TASK REQUIREMENTS
Extract each line of the data and write it out again exactly.

- Opening Delimiter -

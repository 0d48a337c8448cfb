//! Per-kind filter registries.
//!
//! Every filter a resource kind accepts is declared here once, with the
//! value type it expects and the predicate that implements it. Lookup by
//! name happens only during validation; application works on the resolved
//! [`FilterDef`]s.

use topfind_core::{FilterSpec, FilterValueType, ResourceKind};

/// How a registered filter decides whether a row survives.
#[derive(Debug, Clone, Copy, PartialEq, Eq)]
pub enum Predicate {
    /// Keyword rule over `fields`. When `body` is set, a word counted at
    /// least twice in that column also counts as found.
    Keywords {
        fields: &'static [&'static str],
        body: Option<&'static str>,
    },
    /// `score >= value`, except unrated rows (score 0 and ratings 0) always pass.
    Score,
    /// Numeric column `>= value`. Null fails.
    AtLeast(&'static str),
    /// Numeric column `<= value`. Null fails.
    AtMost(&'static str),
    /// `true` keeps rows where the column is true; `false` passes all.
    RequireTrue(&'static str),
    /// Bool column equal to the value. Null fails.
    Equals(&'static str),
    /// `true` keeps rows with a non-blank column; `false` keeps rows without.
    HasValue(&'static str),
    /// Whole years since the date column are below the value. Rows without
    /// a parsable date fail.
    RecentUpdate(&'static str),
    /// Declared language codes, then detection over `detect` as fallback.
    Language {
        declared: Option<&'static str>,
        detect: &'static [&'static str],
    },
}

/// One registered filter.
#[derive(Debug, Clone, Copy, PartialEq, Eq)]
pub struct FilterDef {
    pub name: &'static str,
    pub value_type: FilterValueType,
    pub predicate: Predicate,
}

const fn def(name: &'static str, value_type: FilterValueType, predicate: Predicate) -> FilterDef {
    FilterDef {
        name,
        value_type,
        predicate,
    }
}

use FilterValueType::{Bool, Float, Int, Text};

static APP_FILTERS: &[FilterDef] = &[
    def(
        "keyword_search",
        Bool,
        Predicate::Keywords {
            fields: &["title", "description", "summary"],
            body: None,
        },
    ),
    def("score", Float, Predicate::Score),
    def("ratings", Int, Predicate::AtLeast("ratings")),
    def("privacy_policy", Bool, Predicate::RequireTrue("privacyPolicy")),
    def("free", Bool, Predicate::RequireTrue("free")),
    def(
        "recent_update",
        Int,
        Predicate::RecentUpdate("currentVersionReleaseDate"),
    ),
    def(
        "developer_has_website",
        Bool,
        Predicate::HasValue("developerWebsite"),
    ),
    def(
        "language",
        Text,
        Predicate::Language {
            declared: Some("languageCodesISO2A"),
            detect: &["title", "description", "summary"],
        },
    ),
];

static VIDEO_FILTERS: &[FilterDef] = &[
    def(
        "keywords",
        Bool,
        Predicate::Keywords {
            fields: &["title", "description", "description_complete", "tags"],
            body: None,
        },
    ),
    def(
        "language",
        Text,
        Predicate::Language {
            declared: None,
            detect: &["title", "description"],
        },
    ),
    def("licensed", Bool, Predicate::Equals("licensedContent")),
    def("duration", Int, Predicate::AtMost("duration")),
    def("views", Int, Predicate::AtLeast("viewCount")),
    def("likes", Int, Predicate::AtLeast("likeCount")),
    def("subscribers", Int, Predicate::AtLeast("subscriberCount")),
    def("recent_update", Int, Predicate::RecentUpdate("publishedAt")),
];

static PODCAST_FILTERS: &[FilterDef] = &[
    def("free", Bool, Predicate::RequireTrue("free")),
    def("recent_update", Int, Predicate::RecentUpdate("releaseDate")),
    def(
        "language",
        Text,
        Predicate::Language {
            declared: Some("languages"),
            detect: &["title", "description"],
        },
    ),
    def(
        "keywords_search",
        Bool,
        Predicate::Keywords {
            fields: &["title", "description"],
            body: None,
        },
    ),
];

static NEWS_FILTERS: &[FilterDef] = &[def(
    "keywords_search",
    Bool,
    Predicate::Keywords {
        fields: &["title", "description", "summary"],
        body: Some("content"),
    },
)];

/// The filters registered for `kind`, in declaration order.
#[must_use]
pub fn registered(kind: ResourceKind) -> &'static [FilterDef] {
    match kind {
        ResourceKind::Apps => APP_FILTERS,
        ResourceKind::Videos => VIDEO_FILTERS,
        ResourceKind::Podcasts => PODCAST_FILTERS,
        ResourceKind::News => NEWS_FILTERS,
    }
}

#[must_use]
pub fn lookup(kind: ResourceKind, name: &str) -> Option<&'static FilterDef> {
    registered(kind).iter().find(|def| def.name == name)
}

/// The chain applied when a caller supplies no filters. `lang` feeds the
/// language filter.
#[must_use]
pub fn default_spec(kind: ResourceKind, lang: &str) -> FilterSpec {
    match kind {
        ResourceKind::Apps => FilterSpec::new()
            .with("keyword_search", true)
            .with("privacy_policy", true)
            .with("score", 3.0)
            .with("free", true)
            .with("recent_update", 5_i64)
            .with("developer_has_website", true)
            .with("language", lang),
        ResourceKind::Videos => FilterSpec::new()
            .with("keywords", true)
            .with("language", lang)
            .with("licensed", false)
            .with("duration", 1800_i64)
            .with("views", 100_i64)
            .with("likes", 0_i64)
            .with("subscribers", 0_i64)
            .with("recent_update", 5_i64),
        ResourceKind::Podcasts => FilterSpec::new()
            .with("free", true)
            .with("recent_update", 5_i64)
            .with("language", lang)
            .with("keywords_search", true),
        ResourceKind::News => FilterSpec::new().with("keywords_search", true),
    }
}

- Closing Delimiter -

RESPONSE
repository 0d48a337c8448cfb
//! Per-kind filter registries.
//!
//! Every filter a resource kind accepts is declared here once, with the
//! value type it expects and the predicate that implements it. Lookup by
//! name happens only during validation; application works on the resolved
//! [`FilterDef`]s.

use topfind_core::{FilterSpec, FilterValueType, ResourceKind};

/// How a registered filter decides whether a row survives.
#[derive(Debug, Clone, Copy, PartialEq, Eq)]
pub enum Predicate {
    /// Keyword rule over `fields`. When `body` is set, a word counted at
    /// least twice in that column also counts as found.
    Keywords {
        fields: &'static [&'static str],
        body: Option<&'static str>,
    },
    /// `score >= value`, except unrated rows (score 0 and ratings 0) always pass.
    Score,
    /// Numeric column `>= value`. Null fails.
    AtLeast(&'static str),
    /// Numeric column `<= value`. Null fails.
    AtMost(&'static str),
    /// `true` keeps rows where the column is true; `false` passes all.
    RequireTrue(&'static str),
    /// Bool column equal to the value. Null fails.
    Equals(&'static str),
    /// `true` keeps rows with a non-blank column; `false` keeps rows without.
    HasValue(&'static str),
    /// Whole years since the date column are below the value. Rows without
    /// a parsable date fail.
    RecentUpdate(&'static str),
    /// Declared language codes, then detection over `detect` as fallback.
    Language {
        declared: Option<&'static str>,
        detect: &'static [&'static str],
    },
}

/// One registered filter.
#[derive(Debug, Clone, Copy, PartialEq, Eq)]
pub struct FilterDef {
    pub name: &'static str,
    pub value_type: FilterValueType,
    pub predicate: Predicate,
}

const fn def(name: &'static str, value_type: FilterValueType, predicate: Predicate) -> FilterDef {
    FilterDef {
        name,
        value_type,
        predicate,
    }
}

use FilterValueType::{Bool, Float, Int, Text};

static APP_FILTERS: &[FilterDef] = &[
    def(
        "keyword_search",
        Bool,
        Predicate::Keywords {
            fields: &["title", "description", "summary"],
            body: None,
        },
    ),
    def("score", Float, Predicate::Score),
    def("ratings", Int, Predicate::AtLeast("ratings")),
    def("privacy_policy", Bool, Predicate::RequireTrue("privacyPolicy")),
    def("free", Bool, Predicate::RequireTrue("free")),
    def(
        "recent_update",
        Int,
        Predicate::RecentUpdate("currentVersionReleaseDate"),
    ),
    def(
        "developer_has_website",
        Bool,
        Predicate::HasValue("developerWebsite"),
    ),
    def(
        "language",
        Text,
        Predicate::Language {
            declared: Some("languageCodesISO2A"),
            detect: &["title", "description", "summary"],
        },
    ),
];

static VIDEO_FILTERS: &[FilterDef] = &[
    def(
        "keywords",
        Bool,
        Predicate::Keywords {
            fields: &["title", "description", "description_complete", "tags"],
            body: None,
        },
    ),
    def(
        "language",
        Text,
        Predicate::Language {
            declared: None,
            detect: &["title", "description"],
        },
    ),
    def("licensed", Bool, Predicate::Equals("licensedContent")),
    def("duration", Int, Predicate::AtMost("duration")),
    def("views", Int, Predicate::AtLeast("viewCount")),
    def("likes", Int, Predicate::AtLeast("likeCount")),
    def("subscribers", Int, Predicate::AtLeast("subscriberCount")),
    def("recent_update", Int, Predicate::RecentUpdate("publishedAt")),
];

static PODCAST_FILTERS: &[FilterDef] = &[
    def("free", Bool, Predicate::RequireTrue("free")),
    def("recent_update", Int, Predicate::RecentUpdate("releaseDate")),
    def(
        "language",
        Text,
        Predicate::Language {
            declared: Some("languages"),
            detect: &["title", "description"],
        },
    ),
    def(
        "keywords_search",
        Bool,
        Predicate::Keywords {
            fields: &["title", "description"],
            body: None,
        },
    ),
];

static NEWS_FILTERS: &[FilterDef] = &[def(
    "keywords_search",
    Bool,
    Predicate::Keywords {
        fields: &["title", "description", "summary"],
        body: Some("content"),
    },
)];

/// The filters registered for `kind`, in declaration order.
#[must_use]
pub fn registered(kind: ResourceKind) -> &'static [FilterDef] {
    match kind {
        ResourceKind::Apps => APP_FILTERS,
        ResourceKind::Videos => VIDEO_FILTERS,
        ResourceKind::Podcasts => PODCAST_FILTERS,
        ResourceKind::News => NEWS_FILTERS,
    }
}

#[must_use]
pub fn lookup(kind: ResourceKind, name: &str) -> Option<&'static FilterDef> {
    registered(kind).iter().find(|def| def.name == name)
}

/// The chain applied when a caller supplies no filters. `lang` feeds the
/// language filter.
#[must_use]
pub fn default_spec(kind: ResourceKind, lang: &str) -> FilterSpec {
    match kind {
        ResourceKind::Apps => FilterSpec::new()
            .with("keyword_search", true)
            .with("privacy_policy", true)
            .with("score", 3.0)
            .with("free", true)
            .with("recent_update", 5_i64)
            .with("developer_has_website", true)
            .with("language", lang),
        ResourceKind::Videos => FilterSpec::new()
            .with("keywords", true)
            .with("language", lang)
            .with("licensed", false)
            .with("duration", 1800_i64)
            .with("views", 100_i64)
            .with("likes", 0_i64)
            .with("subscribers", 0_i64)
            .with("recent_update", 5_i64),
        ResourceKind::Podcasts => FilterSpec::new()
            .with("free", true)
            .with("recent_update", 5_i64)
            .with("language", lang)
            .with("keywords_search", true),
        ResourceKind::News => FilterSpec::new().with("keywords_search", true),
    }
}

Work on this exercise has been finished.